24 volt dc wire size

Monday, December 1st, 2008

So why all the fuss about ensure the cables are big enough?  Is the cabling that is used in normal house wiring good enough?

To answer these question we need to bring up the issue of voltage drop.  See cables, even copper cables are not perfect conductors hence there is a very small amount of resistance.  This results in a voltage drop along the cable, the amount of the drop is directly proportional to current that the cable is carrying, the length of the cable across the whole circuit (length of positive cable plus length of negative cable) and the thickness of the cable.  The voltage drop is not dependant upon the supply voltage.

With higher voltages, the voltage drop is such a small percentage, the cable runs can be very long without much relative loss.  At 120 volts or 20 volts a 1.5 volt loss represents not much more than 1 percent.  Take the same current at 24 volt and 1.5 volt drop is almost a 7 percent loss, maybe just acceptable.  At 12 volt this amount of voltage drop will probably present problems.

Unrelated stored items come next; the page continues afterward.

//! Label-stratified train/test partitioning.
//!
//! The continuous label is cut into six ordered strata at its quartiles and the
//! two inter-quartile midpoints, then a single seeded shuffle split keeps each
//! stratum's share (up to rounding) in both partitions.

use super::error::DatasetError;
use rand::SeedableRng;
use rand::seq::SliceRandom;
use rand_chacha::ChaCha8Rng;
use std::collections::BTreeMap;
use tracing::{debug, instrument};

/// Number of strata produced by [`stratify`].
pub const STRATUM_COUNT: usize = 6;

/// Disjoint row indices of the two partitions.
#[derive(Debug, Clone, PartialEq, Eq)]
pub struct SplitIndices {
    pub train: Vec<usize>,
    pub test: Vec<usize>,
}

/// The `q`-th percentile (0..=100) using linear interpolation between order statistics.
pub fn percentile(values: &[f64], q: f64) -> Result<f64, DatasetError> {
    if values.is_empty() {
        return Err(DatasetError::Empty(
            "cannot take a percentile of no values".to_string(),
        ));
    }
    if !(0.0..=100.0).contains(&q) {
        return Err(DatasetError::InvalidConfiguration(format!(
            "percentile {} is outside 0..=100",
            q
        )));
    }
    let mut sorted = values.to_vec();
    sorted.sort_by(f64::total_cmp);

    let position = q / 100.0 * (sorted.len() - 1) as f64;
    let lower = position.floor() as usize;
    let upper = position.ceil() as usize;
    let fraction = position - lower as f64;
    Ok(sorted[lower] + (sorted[upper] - sorted[lower]) * fraction)
}

/// Cut points `[Q1, (Q1+Q2)/2, Q2, (Q2+Q3)/2, Q3]`.
pub fn stratification_bounds(labels: &[f64]) -> Result<[f64; STRATUM_COUNT - 1], DatasetError> {
    let q1 = percentile(labels, 25.0)?;
    let q2 = percentile(labels, 50.0)?;
    let q3 = percentile(labels, 75.0)?;
    Ok([q1, (q1 + q2) / 2.0, q2, (q2 + q3) / 2.0, q3])
}

/// Assigns each label the number of cut points at or below it (0..=5).
pub fn stratify(labels: &[f64]) -> Result<Vec<usize>, DatasetError> {
    let bounds = stratification_bounds(labels)?;
    Ok(labels
        .iter()
        .map(|&y| bounds.iter().filter(|&&b| b <= y).count())
        .collect())
}

/// Test-set size for `n` rows; at least one row must remain on each side.
pub fn test_size(n: usize, test_fraction: f64) -> Result<usize, DatasetError> {
    if !(test_fraction > 0.0 && test_fraction < 1.0) {
        return Err(DatasetError::InvalidConfiguration(format!(
            "test fraction must be strictly between 0 and 1, got {}",
            test_fraction
        )));
    }
    let n_test = (test_fraction * n as f64).ceil() as usize;
    if n_test == 0 || n_test >= n {
        return Err(DatasetError::InvalidConfiguration(format!(
            "test fraction {} leaves an empty partition for {} rows",
            test_fraction, n
        )));
    }
    Ok(n_test)
}

/// Splits rows so each class of `classes` keeps its share in both partitions.
///
/// Per-class test counts are `n_test * count / n` rounded down, with the leftover
/// rows handed to the classes with the largest remainders (lower class first on
/// ties). Within a class, members are shuffled with a ChaCha8 stream seeded from
/// `seed`, so the result depends only on the inputs.
#[instrument(level = "debug", skip(classes), fields(n = classes.len()))]
pub fn stratified_shuffle_split(
    classes: &[usize],
    test_fraction: f64,
    seed: u64,
) -> Result<SplitIndices, DatasetError> {
    let n = classes.len();
    let n_test = test_size(n, test_fraction)?;

    let mut members: BTreeMap<usize, Vec<usize>> = BTreeMap::new();
    for (row, &class) in classes.iter().enumerate() {
        members.entry(class).or_default().push(row);
    }

    let mut allocation: Vec<(usize, usize, usize)> = members
        .iter()
        .map(|(&class, rows)| {
            let quota = n_test * rows.len();
            (class, quota / n, quota % n)
        })
        .collect();
    let assigned: usize = allocation.iter().map(|&(_, k, _)| k).sum();
    let mut by_remainder: Vec<usize> = (0..allocation.len()).collect();
    by_remainder.sort_by(|&a, &b| {
        allocation[b]
            .2
            .cmp(&allocation[a].2)
            .then(allocation[a].0.cmp(&allocation[b].0))
    });
    for &slot in by_remainder.iter().take(n_test - assigned) {
        allocation[slot].1 += 1;
    }

    let mut rng = ChaCha8Rng::seed_from_u64(seed);
    let mut train = Vec::with_capacity(n - n_test);
    let mut test = Vec::with_capacity(n_test);
    for (class, k, _) in allocation {
        let Some(rows) = members.get_mut(&class) else {
            continue;
        };
        rows.shuffle(&mut rng);
        test.extend_from_slice(&rows[..k]);
        train.extend_from_slice(&rows[k..]);
        debug!(class, size = rows.len(), test = k, "Allocated stratum.");
    }
    train.shuffle(&mut rng);
    test.shuffle(&mut rng);

    Ok(SplitIndices { train, test })
}

#[cfg(test)]
mod tests {
    use super::*;
    use std::collections::HashSet;

    fn labels(n: usize) -> Vec<f64> {
        // deterministic, unsorted, with a long upper tail
        (0..n)
            .map(|i| {
                let x = ((i * 37) % n) as f64;
                100.0 + x + if x > 0.8 * n as f64 { 2.0 * x } else { 0.0 }
            })
            .collect()
    }

    fn shares(classes: &[usize], rows: &[usize]) -> [f64; STRATUM_COUNT] {
        let mut counts = [0.0; STRATUM_COUNT];
        for &r in rows {
            counts[classes[r]] += 1.0;
        }
        counts.map(|c| c / rows.len() as f64)
    }

    #[test]
    fn percentile_interpolates_linearly() {
        let values = [4.0, 1.0, 3.0, 2.0];
        assert_eq!(percentile(&values, 0.0).unwrap(), 1.0);
        assert_eq!(percentile(&values, 100.0).unwrap(), 4.0);
        assert_eq!(percentile(&values, 50.0).unwrap(), 2.5);
        assert_eq!(percentile(&values, 25.0).unwrap(), 1.75);
        assert!(matches!(percentile(&[], 50.0), Err(DatasetError::Empty(_))));
    }

    #[test]
    fn bounds_include_interquartile_midpoints() {
        let values: Vec<f64> = (0..=8).map(|i| i as f64).collect();
        let bounds = stratification_bounds(&values).unwrap();
        assert_eq!(bounds, [2.0, 3.0, 4.0, 5.0, 6.0]);
    }

    #[test]
    fn stratify_counts_bounds_at_or_below() {
        let values: Vec<f64> = (0..=8).map(|i| i as f64).collect();
        let classes = stratify(&values).unwrap();
        assert_eq!(classes, vec![0, 0, 1, 2, 3, 4, 5, 5, 5]);
    }

    #[test]
    fn same_seed_gives_identical_split() {
        let classes = stratify(&labels(200)).unwrap();
        let a = stratified_shuffle_split(&classes, 0.2, 42).unwrap();
        let b = stratified_shuffle_split(&classes, 0.2, 42).unwrap();
        assert_eq!(a, b);

        let c = stratified_shuffle_split(&classes, 0.2, 43).unwrap();
        let a_test: HashSet<_> = a.test.iter().collect();
        let c_test: HashSet<_> = c.test.iter().collect();
        assert_ne!(a_test, c_test);
    }

    #[test]
    fn partitions_are_disjoint_and_complete() {
        let classes = stratify(&labels(101)).unwrap();
        let split = stratified_shuffle_split(&classes, 0.2, 7).unwrap();
        assert_eq!(split.test.len(), 21);
        assert_eq!(split.train.len(), 80);

        let mut all: Vec<usize> = split.train.iter().chain(&split.test).copied().collect();
        all.sort_unstable();
        assert_eq!(all, (0..101).collect::<Vec<_>>());
    }

    #[test]
    fn strata_proportions_are_preserved() {
        let classes = stratify(&labels(200)).unwrap();
        let all: Vec<usize> = (0..200).collect();
        let full = shares(&classes, &all);
        for seed in [1, 2, 3] {
            let split = stratified_shuffle_split(&classes, 0.2, seed).unwrap();
            let train = shares(&classes, &split.train);
            let test = shares(&classes, &split.test);
            for k in 0..STRATUM_COUNT {
                assert!((train[k] - full[k]).abs() <= 0.05, "train stratum {}", k);
                assert!((test[k] - full[k]).abs() <= 0.05, "test stratum {}", k);
            }
        }
    }

    #[test]
    fn rejects_degenerate_fractions() {
        let classes = vec![0; 10];
        for fraction in [0.0, 1.0, -0.5, 1.5, f64::NAN] {
            assert!(matches!(
                stratified_shuffle_split(&classes, fraction, 0),
                Err(DatasetError::InvalidConfiguration(_))
            ));
        }
        assert!(matches!(
            stratified_shuffle_split(&[0], 0.5, 0),
            Err(DatasetError::InvalidConfiguration(_))
        ));
    }
}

What compounds the problem due to ohm’s law is that lower voltages, currents in the cabling will be generally higher.  A 12 watt light is a very small light but at 12 volts will require 1 amp current to run it, the same light designed for 120 volt will take 1/10 of an amp – not considering other inefficiencies such as inverter losses and inherent inefficiencies in the higher voltage AC lights).  The same thing applies with a laptop computer.  A 120 watt laptop will be 5 amps at 24 volts, 10 amps at 12 volts, 1 amp at 120 volts, 0.5 amps at 240 volts – again not considering other influencing factors when running off AC versus running of DC.

So in summary you must be aware that the lower voltages need to have by nature heavier cabling.  That is one of the reason’s why I chose a system voltage of 24 volts rather than 12 volts for my system.  I am building a moderately sized 2 storey family house where some cabling is a little longer than for a smaller house or weekend cabin.   There are cabling size charts around which guide you concerning sizes versus cable lengths.  Of course you need to ensure that even for short lengths that the capacity of the cable is sufficient.  But the bottom line of what I am saying here is DON’T JUST CONSIDER CURRENT CAPACITY.  I am yelling this because it is often the cause of system problems.  You MUST consider the length’s of the cable runs.

Enough rambling and ranting for one day.